What’s a Business Worth? Your Business?

Founder Tom Taulli called it “Zillow for business.” That got me interested. Do you know Zillow.com? Google maps with estimated value and transaction data for every house on the map. How’d you like to see the same thing for businesses? I’ve been looking forward to it since I heard about it. And now it’s released, at least in a beta version.

What’s your business worth? What’s that business on the corner worth? How would anybody know?

BizEquity offers at least one quick answer, although probably not what you’d hoped for.  For a quick demo, go there, type in a ZIP code and business type, and see what you get. Here’s a quick example for restaurants near me:

You probably can’t read the details because I had to resize the image, but to give you an idea, several of my favorite restaurants are on the list and worth several hundred thousand dollars each.

There are certainly glitches. In some cases restaurants with several locations show up as separate and distinct entities, and in a couple cases the headquarters or offices are separate and distinct locations, but look like additional restaurants. I’m also curious about the businesses that show up with values of just a few thousand dollars, like the fish and chips place 100 yards from me, which has been there for at least 15 years, but is shown as worth about as much as a used car. What’s up with that?

I checked a couple of alternative sources for formulas, and came up with the average restaurant in the US having gross sales of about $340K and being worth about .4 times sales, or 3.66 times earnings before interest, taxes, depreciation and amortization. So at least it seems like some of these estimates are in the right ballpark.

The hardest part is that while everybody calls it “valuation,” and everybody pretty much understands that it’s what a business is supposed to be worth, there’s a huge range of interpretations. At one end of the range, with high-end mergers and acquisitions, valuation is usually a matter of applying special factors like growth and brand on top of formulas based on multiplying sales or profits by some so-called multiplier. So small but successful privately held software companies are going for something like 2.3 times revenue lately, except that actual transactions range from barely 1X revenue to 5X or 10X revenue depending on the details, such as who’s buying and why. On the other end of the range, valuation is done by experts certified by the IRS, and it’s used mainly for legal reasons; determining tax implications for donations and estate planning for instance, or managing values in divorce settlements.

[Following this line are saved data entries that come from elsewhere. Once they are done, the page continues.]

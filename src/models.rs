use serde::{Deserialize, Deserializer, Serialize};
use std::collections::HashMap;

/// Length of the container id prefix used as the `container_id` label.
pub const SHORT_ID_LEN: usize = 10;

/// A running container as reported by the runtime. Identity is the id.
#[derive(Debug, Clone, PartialEq, Eq, Hash)]
pub struct ContainerRef {
    pub id: String,
    pub name: String,
}

impl ContainerRef {
    pub fn new(id: impl Into<String>, name: impl Into<String>) -> Self {
        Self {
            id: id.into(),
            name: strip_name_prefix(&name.into()).to_string(),
        }
    }

    pub fn short_id(&self) -> &str {
        short_id(&self.id)
    }
}

pub fn short_id(id: &str) -> &str {
    match id.char_indices().nth(SHORT_ID_LEN) {
        Some((idx, _)) => &id[..idx],
        None => id,
    }
}

/// Docker reports container names with a leading `/`.
pub fn strip_name_prefix(name: &str) -> &str {
    name.strip_prefix('/').unwrap_or(name)
}

/// Point-in-time stats snapshot for one container, shaped like the docker
/// engine stats payload.
#[derive(Debug, Clone, Default, PartialEq, Deserialize)]
pub struct RawStatsRecord {
    #[serde(default)]
    pub id: String,
    #[serde(default)]
    pub name: String,
    #[serde(rename = "memory_stats", default, deserialize_with = "null_as_default")]
    pub memory: MemoryStats,
    #[serde(rename = "cpu_stats", default, deserialize_with = "null_as_default")]
    pub cpu: CpuStats,
    #[serde(default, deserialize_with = "null_as_default")]
    pub networks: HashMap<String, NetworkStats>,
}

#[derive(Debug, Clone, Default, PartialEq, Deserialize)]
pub struct MemoryStats {
    #[serde(default, deserialize_with = "null_as_default")]
    pub limit: u64,
    #[serde(default, deserialize_with = "null_as_default")]
    pub usage: u64,
    #[serde(default, deserialize_with = "null_as_default")]
    pub stats: HashMap<String, u64>,
}

#[derive(Debug, Clone, Default, PartialEq, Deserialize)]
pub struct CpuStats {
    #[serde(default)]
    pub cpu_usage: CpuUsage,
    #[serde(default, deserialize_with = "null_as_default")]
    pub system_cpu_usage: u64,
}

#[derive(Debug, Clone, Default, PartialEq, Deserialize)]
pub struct CpuUsage {
    #[serde(default)]
    pub total_usage: u64,
    #[serde(default)]
    pub usage_in_usermode: u64,
    #[serde(default)]
    pub usage_in_kernelmode: u64,
}

#[derive(Debug, Clone, Default, PartialEq, Deserialize)]
pub struct NetworkStats {
    #[serde(default)]
    pub rx_bytes: u64,
    #[serde(default)]
    pub rx_packets: u64,
    #[serde(default)]
    pub tx_bytes: u64,
    #[serde(default)]
    pub tx_packets: u64,
}

fn null_as_default<'de, D, T>(deserializer: D) -> Result<T, D::Error>
where
    D: Deserializer<'de>,
    T: Default + Deserialize<'de>,
{
    Ok(Option::<T>::deserialize(deserializer)?.unwrap_or_default())
}

/// Service descriptor submitted to the discovery registry.
///
/// Serializes to the Consul agent service registration payload.
#[derive(Debug, Clone, PartialEq, Serialize)]
#[serde(rename_all = "PascalCase")]
pub struct ServiceRegistration {
    #[serde(rename = "ID")]
    pub id: String,
    pub name: String,
    pub address: String,
    pub port: u16,
    pub tags: Vec<String>,
    pub check: HealthCheck,
}

#[derive(Debug, Clone, PartialEq, Serialize)]
#[serde(rename_all = "PascalCase")]
pub struct HealthCheck {
    #[serde(rename = "HTTP")]
    pub url: String,
    pub method: String,
    pub interval: String,
    pub timeout: String,
}

#[cfg(test)]
mod tests {
    use super::*;

    #[test]
    fn test_container_ref_strips_leading_slash() {
        let container = ContainerRef::new("abc1234567890", "/web");
        assert_eq!(container.name, "web");
        assert_eq!(container.short_id(), "abc1234567");
    }

    #[test]
    fn test_short_id_keeps_short_ids() {
        assert_eq!(short_id("abc"), "abc");
        assert_eq!(short_id(""), "");
    }

    #[test]
    fn test_stats_record_from_engine_json() {
        let payload = r#"{
            "id": "abc1234567",
            "name": "/web",
            "read": "2024-01-01T00:00:00Z",
            "memory_stats": {"limit": 1073741824, "usage": 52428800, "stats": {"rss": 20971520, "cache": 4096}},
            "cpu_stats": {
                "cpu_usage": {"total_usage": 150, "usage_in_usermode": 100, "usage_in_kernelmode": 50, "percpu_usage": [75, 75]},
                "system_cpu_usage": 900000,
                "online_cpus": 2
            },
            "networks": {"eth0": {"rx_bytes": 1000, "rx_packets": 10, "tx_bytes": 2000, "tx_packets": 20, "rx_errors": 0}}
        }"#;

        let record: RawStatsRecord = serde_json::from_str(payload).unwrap();
        assert_eq!(record.id, "abc1234567");
        assert_eq!(record.memory.limit, 1073741824);
        assert_eq!(record.memory.stats.get("rss"), Some(&20971520));
        assert_eq!(record.cpu.cpu_usage.usage_in_kernelmode, 50);
        assert_eq!(record.cpu.system_cpu_usage, 900000);
        assert_eq!(record.networks["eth0"].tx_packets, 20);
    }

    #[test]
    fn test_stats_record_tolerates_null_sections() {
        let payload = r#"{"id": "x", "name": "/x", "memory_stats": {"stats": null}, "networks": null}"#;
        let record: RawStatsRecord = serde_json::from_str(payload).unwrap();
        assert!(record.networks.is_empty());
        assert!(record.memory.stats.is_empty());
        assert_eq!(record.memory.usage, 0);
    }

    #[test]
    fn test_registration_serializes_to_consul_payload() {
        let registration = ServiceRegistration {
            id: "prometheus-docker-metrics-0a1b2".to_string(),
            name: "prometheus-docker-metrics".to_string(),
            address: "10.0.0.5".to_string(),
            port: 8765,
            tags: vec!["docker".to_string()],
            check: HealthCheck {
                url: "http://10.0.0.5:8765/health".to_string(),
                method: "GET".to_string(),
                interval: "30s".to_string(),
                timeout: "3s".to_string(),
            },
        };

        let value = serde_json::to_value(&registration).unwrap();
        assert_eq!(value["ID"], "prometheus-docker-metrics-0a1b2");
        assert_eq!(value["Port"], 8765);
        assert_eq!(value["Tags"][0], "docker");
        assert_eq!(value["Check"]["HTTP"], "http://10.0.0.5:8765/health");
        assert_eq!(value["Check"]["Interval"], "30s");
    }
}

The range of values gets awkward. If you’re giving shares of your privately-held company to your children, you want a very low valuation. If some big company is trying to buy you, then you want the very high valuation. Since both cases can come up, it might not be all that great to have some objective database available that sets a single valuation.

Tom ought to know. He’s the author of The Complete M&A Handbook and a well known financial writer whose work appears at Business Week, AOL, Forbes, and his own blogs. Still, he admits that BizEquity is just a start, with a long way to go:

“In building BizEquity, I got a big education.  And, it’s only the start.  Valuation is extremely difficult — especially for small businesses.  The data is hard to come by.  And, unfortunately, there is a lot of data that’s wrong — even though we get it from top sources (from credit bureaus like D&B and Experian).  No doubt, the small business market is highly inefficient.
So, our biggest priority is to seek out more third-party data sources as well as get data from our users.  We also will continue to work with valuation experts.  It’s definitely a long-term process.”

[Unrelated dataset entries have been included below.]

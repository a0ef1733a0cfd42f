use crate::error::Result;
use crate::metrics::MetricCatalog;
use crate::models::ContainerRef;
use crate::services::helpers::docker_helper::ContainerSource;
use crate::services::stats_mapper::StatsMapper;
use std::sync::Arc;
use std::time::Duration;
use tokio::task::JoinSet;
use tokio::time::{sleep_until, timeout_at, Instant};
use tracing::{debug, error, info, warn};

pub const DEFAULT_SCRAPE_INTERVAL: Duration = Duration::from_secs(60);

/// What happened during one scrape cycle.
#[derive(Debug, Clone, Copy, PartialEq, Eq)]
pub struct CycleOutcome {
    pub containers: usize,
    pub overlapped: bool,
}

/// Polls the container source forever, mapping every container's stats into
/// the catalog once per interval.
///
/// Each cycle waits for its per-container tasks until `cycle_start +
/// interval`. Tasks still running at that point are detached and the next
/// cycle starts immediately; the overlap is counted in
/// `docker_container_scrape_overlap_total`.
pub struct ScrapeLoop {
    source: Arc<dyn ContainerSource>,
    catalog: Arc<MetricCatalog>,
    mapper: StatsMapper,
    interval: Duration,
}

impl ScrapeLoop {
    pub fn new(
        source: Arc<dyn ContainerSource>,
        catalog: Arc<MetricCatalog>,
        interval: Duration,
    ) -> Self {
        let mapper = StatsMapper::new(catalog.clone());
        Self {
            source,
            catalog,
            mapper,
            interval,
        }
    }

    /// Runs until listing containers fails, which is returned as fatal.
    pub async fn run(&self) -> Result<()> {
        loop {
            let outcome = self.run_cycle().await?;
            debug!(
                containers = outcome.containers,
                overlapped = outcome.overlapped,
                "scrape cycle finished"
            );
        }
    }

    pub async fn run_cycle(&self) -> Result<CycleOutcome> {
        let deadline = Instant::now() + self.interval;

        info!("Get Containers stats.");
        let containers = self.source.list_containers().await.map_err(|e| {
            error!("Get container list error: {}", e);
            e
        })?;

        self.catalog.begin_cycle();

        let mut tasks = JoinSet::new();
        for container in containers.iter().cloned() {
            let source = self.source.clone();
            let mapper = self.mapper.clone();
            tasks.spawn(scrape_container(source, mapper, container));
        }

        let drained = timeout_at(deadline, async {
            while let Some(joined) = tasks.join_next().await {
                if let Err(e) = joined {
                    error!("Container stats task failed: {}", e);
                }
            }
        })
        .await;

        let overlapped = match drained {
            Ok(()) => {
                sleep_until(deadline).await;
                false
            }
            Err(_) => {
                warn!(
                    "{} container stats task(s) outlived the {:?} scrape interval",
                    tasks.len(),
                    self.interval
                );
                tasks.detach_all();
                self.catalog.record_overlap();
                true
            }
        };

        Ok(CycleOutcome {
            containers: containers.len(),
            overlapped,
        })
    }
}

async fn scrape_container(
    source: Arc<dyn ContainerSource>,
    mapper: StatsMapper,
    container: ContainerRef,
) {
    let name = container.name.as_str();
    let short_id = container.short_id();
    info!(container_name = name, container_id = short_id, "Container");

    let record = match source.fetch_stats(&container.id).await {
        Ok(record) => record,
        Err(e) => {
            error!(
                container_name = name,
                container_id = short_id,
                "get container stats error: {}",
                e
            );
            return;
        }
    };

    if let Err(e) = mapper.map(&container, &record) {
        error!(container_name = name, container_id = short_id, "{}", e);
    }
}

Tom developed the site for Advanta, the major credit card company, recruited a solid team of advisors, and introduced it at demo. What’s there now is a function of several public databases, plus formulas, and with a lot of warnings and provisos about the danger of provisional and estimated data.

Do you own a business? Is it on the map? If it isn’t, the site invites you to add it. And if it is, but you don’t like the estimate, the site invites you to provide more information.